**WHAT IS EXPECTED**
In the data, extract each line that holds the string "grouping".

**DATA SHOWN**
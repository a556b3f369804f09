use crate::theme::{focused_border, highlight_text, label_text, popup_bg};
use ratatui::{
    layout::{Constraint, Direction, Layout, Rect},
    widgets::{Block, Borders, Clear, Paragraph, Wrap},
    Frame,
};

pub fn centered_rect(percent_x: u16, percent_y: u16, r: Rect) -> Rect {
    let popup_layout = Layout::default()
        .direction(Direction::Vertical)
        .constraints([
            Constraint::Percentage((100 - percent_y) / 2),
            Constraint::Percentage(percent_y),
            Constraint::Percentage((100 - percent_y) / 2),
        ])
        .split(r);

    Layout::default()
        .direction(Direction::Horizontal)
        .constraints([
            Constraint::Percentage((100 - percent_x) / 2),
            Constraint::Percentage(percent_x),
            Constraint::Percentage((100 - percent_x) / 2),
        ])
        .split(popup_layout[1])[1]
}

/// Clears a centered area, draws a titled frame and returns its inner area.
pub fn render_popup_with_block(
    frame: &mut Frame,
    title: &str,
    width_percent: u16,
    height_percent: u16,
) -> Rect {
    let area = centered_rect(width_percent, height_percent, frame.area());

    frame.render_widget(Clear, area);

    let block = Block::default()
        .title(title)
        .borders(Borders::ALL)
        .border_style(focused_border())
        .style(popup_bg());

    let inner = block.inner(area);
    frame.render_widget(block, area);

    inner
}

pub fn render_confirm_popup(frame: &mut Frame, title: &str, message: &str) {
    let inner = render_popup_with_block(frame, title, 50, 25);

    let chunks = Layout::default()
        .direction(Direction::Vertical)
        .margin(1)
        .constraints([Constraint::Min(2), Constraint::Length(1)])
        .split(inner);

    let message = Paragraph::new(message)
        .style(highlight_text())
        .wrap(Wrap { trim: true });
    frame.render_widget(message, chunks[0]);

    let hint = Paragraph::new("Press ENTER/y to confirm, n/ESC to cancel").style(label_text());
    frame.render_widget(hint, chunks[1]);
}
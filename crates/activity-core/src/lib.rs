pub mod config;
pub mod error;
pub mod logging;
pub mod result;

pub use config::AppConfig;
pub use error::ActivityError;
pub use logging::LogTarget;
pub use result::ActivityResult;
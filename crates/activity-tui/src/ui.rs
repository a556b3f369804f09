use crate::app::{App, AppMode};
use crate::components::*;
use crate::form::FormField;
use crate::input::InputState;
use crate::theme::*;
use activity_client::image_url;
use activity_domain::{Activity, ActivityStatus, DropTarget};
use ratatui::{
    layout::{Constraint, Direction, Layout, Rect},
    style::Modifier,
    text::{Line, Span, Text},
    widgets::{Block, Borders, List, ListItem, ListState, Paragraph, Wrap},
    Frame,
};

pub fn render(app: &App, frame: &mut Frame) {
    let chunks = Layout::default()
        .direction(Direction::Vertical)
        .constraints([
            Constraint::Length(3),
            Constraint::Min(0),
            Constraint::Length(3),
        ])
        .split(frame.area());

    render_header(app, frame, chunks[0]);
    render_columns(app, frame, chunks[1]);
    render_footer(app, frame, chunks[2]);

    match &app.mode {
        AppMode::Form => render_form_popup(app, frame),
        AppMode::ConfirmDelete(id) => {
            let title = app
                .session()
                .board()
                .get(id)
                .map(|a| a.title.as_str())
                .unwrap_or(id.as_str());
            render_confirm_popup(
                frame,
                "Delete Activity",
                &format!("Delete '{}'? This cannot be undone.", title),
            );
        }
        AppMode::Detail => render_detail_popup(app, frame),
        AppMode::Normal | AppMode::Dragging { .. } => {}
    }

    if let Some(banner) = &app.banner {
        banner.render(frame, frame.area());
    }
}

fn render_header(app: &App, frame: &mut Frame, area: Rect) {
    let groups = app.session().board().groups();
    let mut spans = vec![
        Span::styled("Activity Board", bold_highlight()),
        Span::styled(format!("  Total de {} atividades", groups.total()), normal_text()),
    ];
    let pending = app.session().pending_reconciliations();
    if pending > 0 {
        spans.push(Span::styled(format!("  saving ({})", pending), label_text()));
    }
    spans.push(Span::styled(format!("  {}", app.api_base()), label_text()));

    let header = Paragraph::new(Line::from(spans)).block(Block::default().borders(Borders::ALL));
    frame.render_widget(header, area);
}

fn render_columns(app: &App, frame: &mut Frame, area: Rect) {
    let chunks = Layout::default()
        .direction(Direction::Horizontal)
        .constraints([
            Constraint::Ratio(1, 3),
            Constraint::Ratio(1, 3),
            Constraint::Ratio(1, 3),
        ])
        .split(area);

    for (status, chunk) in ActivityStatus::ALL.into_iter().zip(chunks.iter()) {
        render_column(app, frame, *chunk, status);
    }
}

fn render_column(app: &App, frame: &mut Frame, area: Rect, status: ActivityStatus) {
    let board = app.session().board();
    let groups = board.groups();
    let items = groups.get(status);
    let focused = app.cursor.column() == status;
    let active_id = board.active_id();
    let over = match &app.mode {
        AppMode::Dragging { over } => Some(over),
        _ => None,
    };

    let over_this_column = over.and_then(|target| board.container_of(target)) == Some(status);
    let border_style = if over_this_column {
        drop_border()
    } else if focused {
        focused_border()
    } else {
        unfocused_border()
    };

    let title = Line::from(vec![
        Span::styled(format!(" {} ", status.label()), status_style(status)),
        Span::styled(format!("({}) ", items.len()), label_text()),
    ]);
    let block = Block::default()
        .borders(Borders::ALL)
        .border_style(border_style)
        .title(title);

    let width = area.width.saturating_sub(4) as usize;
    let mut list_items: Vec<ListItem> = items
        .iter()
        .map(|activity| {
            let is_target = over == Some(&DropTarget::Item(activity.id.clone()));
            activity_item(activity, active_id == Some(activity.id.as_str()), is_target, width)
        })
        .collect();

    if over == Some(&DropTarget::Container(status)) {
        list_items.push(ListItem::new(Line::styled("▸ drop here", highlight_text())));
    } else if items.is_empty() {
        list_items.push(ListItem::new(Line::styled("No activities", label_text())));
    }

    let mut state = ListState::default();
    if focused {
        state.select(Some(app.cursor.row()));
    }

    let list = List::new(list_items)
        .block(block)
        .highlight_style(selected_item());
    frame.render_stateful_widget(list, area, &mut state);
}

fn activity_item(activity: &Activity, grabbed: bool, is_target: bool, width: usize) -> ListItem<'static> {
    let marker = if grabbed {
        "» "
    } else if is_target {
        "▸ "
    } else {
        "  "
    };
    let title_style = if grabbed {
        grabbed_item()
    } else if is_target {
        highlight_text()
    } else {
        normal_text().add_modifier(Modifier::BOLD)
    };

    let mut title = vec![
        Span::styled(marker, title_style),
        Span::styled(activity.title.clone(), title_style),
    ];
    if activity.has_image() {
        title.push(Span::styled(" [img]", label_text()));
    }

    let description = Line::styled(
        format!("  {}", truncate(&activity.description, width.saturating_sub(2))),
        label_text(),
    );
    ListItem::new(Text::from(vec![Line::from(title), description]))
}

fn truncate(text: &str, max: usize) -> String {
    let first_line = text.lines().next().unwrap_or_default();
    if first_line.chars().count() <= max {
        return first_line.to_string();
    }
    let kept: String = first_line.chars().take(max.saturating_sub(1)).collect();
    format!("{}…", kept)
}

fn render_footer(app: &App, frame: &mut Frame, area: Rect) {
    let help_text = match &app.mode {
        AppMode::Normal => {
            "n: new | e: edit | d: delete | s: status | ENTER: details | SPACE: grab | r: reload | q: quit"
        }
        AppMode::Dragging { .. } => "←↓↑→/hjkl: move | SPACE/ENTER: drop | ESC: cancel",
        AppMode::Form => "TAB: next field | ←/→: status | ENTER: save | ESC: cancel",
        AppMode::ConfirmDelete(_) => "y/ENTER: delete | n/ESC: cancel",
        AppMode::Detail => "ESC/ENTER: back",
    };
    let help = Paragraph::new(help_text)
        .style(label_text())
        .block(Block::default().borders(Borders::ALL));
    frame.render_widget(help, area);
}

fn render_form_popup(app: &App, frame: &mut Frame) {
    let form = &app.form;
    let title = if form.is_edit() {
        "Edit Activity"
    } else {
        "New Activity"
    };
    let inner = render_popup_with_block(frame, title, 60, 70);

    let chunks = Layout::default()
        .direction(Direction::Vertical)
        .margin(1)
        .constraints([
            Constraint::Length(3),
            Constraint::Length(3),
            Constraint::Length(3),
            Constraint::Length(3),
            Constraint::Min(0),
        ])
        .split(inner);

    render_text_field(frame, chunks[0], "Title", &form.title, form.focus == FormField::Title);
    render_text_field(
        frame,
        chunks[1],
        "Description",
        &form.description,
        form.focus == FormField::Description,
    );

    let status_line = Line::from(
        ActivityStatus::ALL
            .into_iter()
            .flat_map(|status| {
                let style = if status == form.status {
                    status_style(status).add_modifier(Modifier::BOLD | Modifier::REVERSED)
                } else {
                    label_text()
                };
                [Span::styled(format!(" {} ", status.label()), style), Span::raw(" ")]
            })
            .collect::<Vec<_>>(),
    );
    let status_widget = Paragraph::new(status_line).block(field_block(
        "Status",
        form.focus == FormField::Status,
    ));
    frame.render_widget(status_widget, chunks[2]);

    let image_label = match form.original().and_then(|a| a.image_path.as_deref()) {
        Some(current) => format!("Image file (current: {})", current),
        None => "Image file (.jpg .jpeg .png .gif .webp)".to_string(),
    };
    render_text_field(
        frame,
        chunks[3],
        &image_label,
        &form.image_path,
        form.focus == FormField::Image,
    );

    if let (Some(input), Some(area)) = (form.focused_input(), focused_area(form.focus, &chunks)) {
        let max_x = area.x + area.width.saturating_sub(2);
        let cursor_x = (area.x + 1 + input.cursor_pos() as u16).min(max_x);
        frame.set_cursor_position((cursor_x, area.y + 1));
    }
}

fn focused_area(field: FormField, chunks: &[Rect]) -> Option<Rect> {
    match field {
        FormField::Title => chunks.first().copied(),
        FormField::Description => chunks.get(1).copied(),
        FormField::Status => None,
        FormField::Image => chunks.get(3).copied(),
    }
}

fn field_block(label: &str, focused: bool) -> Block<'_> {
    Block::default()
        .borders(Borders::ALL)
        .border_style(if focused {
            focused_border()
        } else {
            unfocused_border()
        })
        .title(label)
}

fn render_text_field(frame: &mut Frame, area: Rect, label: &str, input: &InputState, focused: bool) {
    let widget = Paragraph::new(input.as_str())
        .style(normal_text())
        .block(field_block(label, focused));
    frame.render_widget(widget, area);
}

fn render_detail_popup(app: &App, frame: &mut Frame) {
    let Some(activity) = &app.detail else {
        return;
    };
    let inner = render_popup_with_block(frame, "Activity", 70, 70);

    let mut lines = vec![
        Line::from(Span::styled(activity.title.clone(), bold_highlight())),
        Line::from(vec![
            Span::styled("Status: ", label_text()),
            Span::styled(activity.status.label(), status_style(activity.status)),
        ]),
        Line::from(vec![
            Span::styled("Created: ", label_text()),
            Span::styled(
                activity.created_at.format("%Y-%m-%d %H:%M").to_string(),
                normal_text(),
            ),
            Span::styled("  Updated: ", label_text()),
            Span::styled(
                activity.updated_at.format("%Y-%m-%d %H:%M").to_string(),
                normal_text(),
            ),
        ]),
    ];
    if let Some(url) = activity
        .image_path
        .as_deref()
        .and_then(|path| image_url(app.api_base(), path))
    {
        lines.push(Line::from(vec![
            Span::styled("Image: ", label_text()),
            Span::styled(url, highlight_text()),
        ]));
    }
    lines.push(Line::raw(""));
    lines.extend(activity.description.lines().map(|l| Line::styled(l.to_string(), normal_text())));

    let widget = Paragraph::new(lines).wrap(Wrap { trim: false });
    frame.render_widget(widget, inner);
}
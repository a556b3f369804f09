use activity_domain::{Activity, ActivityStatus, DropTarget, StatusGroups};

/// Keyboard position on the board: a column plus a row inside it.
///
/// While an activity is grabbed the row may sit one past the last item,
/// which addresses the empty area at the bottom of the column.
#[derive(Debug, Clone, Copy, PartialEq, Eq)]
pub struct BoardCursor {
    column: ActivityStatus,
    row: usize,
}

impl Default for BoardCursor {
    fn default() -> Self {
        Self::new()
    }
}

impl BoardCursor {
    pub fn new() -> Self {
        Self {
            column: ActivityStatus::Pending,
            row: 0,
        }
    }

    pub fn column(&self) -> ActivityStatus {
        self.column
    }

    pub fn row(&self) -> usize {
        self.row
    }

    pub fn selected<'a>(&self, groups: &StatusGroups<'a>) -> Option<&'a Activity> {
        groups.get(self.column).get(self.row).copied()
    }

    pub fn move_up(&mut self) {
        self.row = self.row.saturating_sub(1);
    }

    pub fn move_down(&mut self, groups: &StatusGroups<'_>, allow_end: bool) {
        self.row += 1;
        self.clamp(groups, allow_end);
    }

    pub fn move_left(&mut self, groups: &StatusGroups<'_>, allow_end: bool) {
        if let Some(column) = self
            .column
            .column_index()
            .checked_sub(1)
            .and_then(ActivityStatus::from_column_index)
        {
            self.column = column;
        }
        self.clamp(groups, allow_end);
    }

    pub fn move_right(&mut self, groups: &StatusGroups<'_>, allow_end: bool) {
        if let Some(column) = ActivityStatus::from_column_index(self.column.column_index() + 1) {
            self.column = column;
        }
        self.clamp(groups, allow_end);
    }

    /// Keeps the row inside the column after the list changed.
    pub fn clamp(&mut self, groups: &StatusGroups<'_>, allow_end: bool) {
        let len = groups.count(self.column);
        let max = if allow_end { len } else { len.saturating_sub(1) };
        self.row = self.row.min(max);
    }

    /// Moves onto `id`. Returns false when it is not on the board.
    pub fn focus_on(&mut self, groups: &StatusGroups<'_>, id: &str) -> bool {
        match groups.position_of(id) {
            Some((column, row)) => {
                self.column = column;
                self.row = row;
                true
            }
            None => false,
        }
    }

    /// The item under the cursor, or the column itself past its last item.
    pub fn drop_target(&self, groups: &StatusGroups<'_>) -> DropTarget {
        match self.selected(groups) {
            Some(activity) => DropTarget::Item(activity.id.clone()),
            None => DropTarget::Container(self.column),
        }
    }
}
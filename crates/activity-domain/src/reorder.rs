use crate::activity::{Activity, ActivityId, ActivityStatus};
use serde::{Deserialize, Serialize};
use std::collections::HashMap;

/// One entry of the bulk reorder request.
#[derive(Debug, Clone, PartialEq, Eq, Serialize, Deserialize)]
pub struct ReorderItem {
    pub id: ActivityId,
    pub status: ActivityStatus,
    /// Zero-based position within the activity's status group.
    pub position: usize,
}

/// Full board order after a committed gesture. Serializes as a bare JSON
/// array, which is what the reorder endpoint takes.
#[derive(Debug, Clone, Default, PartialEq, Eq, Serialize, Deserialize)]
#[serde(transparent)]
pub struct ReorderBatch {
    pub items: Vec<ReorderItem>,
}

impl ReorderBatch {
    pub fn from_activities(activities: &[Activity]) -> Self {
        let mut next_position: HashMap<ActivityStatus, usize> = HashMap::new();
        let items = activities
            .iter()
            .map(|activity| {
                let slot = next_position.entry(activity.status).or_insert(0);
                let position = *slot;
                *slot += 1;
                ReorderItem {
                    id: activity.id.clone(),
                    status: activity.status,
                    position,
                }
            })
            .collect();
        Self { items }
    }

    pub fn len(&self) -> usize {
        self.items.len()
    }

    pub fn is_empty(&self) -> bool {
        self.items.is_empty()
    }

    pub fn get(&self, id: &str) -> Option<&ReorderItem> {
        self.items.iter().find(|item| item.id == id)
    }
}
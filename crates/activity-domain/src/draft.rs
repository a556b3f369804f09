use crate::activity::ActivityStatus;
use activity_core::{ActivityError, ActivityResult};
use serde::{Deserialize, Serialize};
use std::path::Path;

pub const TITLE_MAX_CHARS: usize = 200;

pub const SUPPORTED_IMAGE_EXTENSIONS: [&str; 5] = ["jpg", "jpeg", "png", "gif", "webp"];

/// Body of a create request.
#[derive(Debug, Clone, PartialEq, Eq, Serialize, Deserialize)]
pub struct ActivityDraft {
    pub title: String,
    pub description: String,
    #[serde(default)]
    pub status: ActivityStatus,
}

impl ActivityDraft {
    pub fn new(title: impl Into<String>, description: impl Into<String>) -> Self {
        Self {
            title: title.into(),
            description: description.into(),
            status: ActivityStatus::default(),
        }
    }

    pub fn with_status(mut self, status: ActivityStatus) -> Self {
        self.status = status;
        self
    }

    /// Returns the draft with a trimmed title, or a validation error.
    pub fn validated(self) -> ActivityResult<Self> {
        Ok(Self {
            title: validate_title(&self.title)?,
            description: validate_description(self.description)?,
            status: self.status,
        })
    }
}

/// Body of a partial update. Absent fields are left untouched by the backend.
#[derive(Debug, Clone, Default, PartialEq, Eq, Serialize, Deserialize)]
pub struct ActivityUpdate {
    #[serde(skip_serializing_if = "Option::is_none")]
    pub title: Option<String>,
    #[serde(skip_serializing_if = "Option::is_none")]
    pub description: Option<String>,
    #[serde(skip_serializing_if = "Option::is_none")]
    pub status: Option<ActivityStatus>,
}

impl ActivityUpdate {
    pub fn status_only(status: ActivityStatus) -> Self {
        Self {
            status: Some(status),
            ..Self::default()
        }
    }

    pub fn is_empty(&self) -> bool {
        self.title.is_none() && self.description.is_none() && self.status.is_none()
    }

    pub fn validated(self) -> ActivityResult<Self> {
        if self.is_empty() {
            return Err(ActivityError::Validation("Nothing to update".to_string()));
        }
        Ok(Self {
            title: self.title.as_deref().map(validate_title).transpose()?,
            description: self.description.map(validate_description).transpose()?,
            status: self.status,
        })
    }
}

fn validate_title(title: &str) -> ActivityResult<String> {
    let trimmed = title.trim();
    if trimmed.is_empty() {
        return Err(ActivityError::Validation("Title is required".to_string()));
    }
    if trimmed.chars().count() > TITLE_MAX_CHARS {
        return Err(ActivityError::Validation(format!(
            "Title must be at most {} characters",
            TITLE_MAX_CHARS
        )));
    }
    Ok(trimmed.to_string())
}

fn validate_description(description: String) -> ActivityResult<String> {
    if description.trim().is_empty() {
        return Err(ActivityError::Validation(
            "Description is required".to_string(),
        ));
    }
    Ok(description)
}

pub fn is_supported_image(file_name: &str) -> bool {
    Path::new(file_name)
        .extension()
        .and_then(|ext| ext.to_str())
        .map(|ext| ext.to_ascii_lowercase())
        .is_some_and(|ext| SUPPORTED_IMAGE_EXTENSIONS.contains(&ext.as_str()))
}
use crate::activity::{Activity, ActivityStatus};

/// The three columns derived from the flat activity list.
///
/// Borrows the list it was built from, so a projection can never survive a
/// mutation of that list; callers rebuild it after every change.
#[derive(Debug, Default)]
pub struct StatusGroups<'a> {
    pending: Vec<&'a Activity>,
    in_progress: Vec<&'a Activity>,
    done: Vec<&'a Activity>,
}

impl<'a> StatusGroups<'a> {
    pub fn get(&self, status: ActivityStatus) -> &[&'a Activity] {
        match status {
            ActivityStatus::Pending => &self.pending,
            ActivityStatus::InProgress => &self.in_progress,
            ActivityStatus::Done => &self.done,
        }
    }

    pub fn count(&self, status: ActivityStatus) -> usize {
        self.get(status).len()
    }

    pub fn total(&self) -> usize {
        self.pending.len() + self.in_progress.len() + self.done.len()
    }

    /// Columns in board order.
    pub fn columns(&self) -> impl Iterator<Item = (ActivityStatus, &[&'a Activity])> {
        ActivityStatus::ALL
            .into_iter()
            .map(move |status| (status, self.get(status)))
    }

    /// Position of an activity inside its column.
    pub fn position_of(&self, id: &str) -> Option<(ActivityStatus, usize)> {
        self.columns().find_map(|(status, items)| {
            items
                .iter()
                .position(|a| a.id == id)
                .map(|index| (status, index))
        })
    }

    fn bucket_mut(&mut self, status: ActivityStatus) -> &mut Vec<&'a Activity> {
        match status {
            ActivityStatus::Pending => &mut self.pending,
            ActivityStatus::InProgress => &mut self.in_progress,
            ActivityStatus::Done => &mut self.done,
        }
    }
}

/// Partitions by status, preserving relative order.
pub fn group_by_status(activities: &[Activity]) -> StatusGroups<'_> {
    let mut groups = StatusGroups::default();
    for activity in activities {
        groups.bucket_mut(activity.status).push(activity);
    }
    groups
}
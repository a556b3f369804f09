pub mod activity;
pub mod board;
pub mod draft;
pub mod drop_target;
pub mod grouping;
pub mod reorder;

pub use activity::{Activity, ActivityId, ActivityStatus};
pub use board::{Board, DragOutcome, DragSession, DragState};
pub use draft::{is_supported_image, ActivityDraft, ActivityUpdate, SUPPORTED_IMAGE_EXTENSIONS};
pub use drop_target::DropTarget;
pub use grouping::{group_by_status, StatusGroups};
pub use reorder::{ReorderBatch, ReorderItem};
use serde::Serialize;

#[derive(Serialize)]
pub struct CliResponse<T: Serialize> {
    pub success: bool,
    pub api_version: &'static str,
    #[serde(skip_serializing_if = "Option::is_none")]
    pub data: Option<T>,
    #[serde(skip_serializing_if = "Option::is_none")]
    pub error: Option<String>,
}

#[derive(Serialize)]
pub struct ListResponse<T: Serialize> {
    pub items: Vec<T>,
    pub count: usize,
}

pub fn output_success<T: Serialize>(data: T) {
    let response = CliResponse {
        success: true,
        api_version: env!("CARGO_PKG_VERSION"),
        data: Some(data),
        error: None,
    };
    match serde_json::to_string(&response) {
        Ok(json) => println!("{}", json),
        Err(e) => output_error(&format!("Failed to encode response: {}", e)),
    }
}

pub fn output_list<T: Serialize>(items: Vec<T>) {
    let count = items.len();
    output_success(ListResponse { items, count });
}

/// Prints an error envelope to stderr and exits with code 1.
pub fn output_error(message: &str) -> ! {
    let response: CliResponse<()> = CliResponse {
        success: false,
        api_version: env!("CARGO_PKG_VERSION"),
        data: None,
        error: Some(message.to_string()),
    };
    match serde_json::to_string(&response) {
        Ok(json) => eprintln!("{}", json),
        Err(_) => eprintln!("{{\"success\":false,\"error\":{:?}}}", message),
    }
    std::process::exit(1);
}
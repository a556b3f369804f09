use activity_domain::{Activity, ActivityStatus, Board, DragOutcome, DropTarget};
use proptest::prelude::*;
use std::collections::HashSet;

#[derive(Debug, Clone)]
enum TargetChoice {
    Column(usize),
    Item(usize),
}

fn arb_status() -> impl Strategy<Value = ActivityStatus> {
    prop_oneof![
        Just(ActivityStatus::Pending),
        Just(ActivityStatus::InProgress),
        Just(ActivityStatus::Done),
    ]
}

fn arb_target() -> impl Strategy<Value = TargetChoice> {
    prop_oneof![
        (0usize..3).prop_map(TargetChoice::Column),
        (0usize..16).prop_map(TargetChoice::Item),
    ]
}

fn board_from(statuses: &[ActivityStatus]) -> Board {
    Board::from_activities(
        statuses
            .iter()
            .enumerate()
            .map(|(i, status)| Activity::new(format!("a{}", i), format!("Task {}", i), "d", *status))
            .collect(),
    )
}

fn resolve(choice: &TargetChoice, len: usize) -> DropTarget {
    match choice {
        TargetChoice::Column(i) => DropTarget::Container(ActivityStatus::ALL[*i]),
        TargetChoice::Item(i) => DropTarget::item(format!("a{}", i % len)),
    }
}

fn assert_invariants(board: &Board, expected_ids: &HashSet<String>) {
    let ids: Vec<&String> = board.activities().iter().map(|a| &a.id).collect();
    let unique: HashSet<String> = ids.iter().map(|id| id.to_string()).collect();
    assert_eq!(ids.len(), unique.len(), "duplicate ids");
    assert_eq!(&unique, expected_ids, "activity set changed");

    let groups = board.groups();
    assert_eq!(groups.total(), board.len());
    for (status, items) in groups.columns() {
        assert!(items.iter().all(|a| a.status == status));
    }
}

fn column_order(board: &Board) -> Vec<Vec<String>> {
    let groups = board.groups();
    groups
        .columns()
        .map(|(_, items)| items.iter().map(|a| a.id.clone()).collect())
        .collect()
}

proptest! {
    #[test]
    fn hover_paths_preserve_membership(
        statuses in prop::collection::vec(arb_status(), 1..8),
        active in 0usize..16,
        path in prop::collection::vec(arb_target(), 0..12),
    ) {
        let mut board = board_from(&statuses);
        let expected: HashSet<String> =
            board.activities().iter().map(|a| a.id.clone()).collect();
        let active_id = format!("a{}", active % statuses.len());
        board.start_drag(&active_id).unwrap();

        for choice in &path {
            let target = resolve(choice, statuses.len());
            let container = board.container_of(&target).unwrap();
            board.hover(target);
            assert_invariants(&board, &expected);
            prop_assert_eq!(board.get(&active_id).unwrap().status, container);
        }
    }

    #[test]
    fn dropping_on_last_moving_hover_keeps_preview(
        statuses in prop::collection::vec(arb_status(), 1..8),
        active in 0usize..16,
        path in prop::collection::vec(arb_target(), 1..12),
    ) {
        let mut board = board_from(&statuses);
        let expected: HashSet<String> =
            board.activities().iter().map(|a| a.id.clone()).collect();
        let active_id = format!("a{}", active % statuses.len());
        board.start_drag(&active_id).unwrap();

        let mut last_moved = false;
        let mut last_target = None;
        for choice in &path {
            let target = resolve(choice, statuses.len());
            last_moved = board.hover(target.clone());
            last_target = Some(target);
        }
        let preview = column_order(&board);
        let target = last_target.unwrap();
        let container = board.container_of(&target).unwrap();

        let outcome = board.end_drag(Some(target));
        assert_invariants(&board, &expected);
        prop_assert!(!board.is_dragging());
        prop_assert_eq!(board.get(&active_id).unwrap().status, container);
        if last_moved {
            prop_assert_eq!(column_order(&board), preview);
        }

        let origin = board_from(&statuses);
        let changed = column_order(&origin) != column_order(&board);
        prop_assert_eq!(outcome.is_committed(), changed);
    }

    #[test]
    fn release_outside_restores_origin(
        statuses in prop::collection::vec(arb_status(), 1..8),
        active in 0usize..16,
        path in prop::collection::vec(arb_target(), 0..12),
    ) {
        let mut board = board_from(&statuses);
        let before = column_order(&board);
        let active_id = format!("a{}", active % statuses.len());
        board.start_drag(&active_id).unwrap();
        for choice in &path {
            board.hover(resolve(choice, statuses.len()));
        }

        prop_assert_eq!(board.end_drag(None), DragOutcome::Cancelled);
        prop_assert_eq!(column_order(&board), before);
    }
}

**YOUR RESPONSE**
pub mod grouping;
pub use grouping::{group_by_status, StatusGroups};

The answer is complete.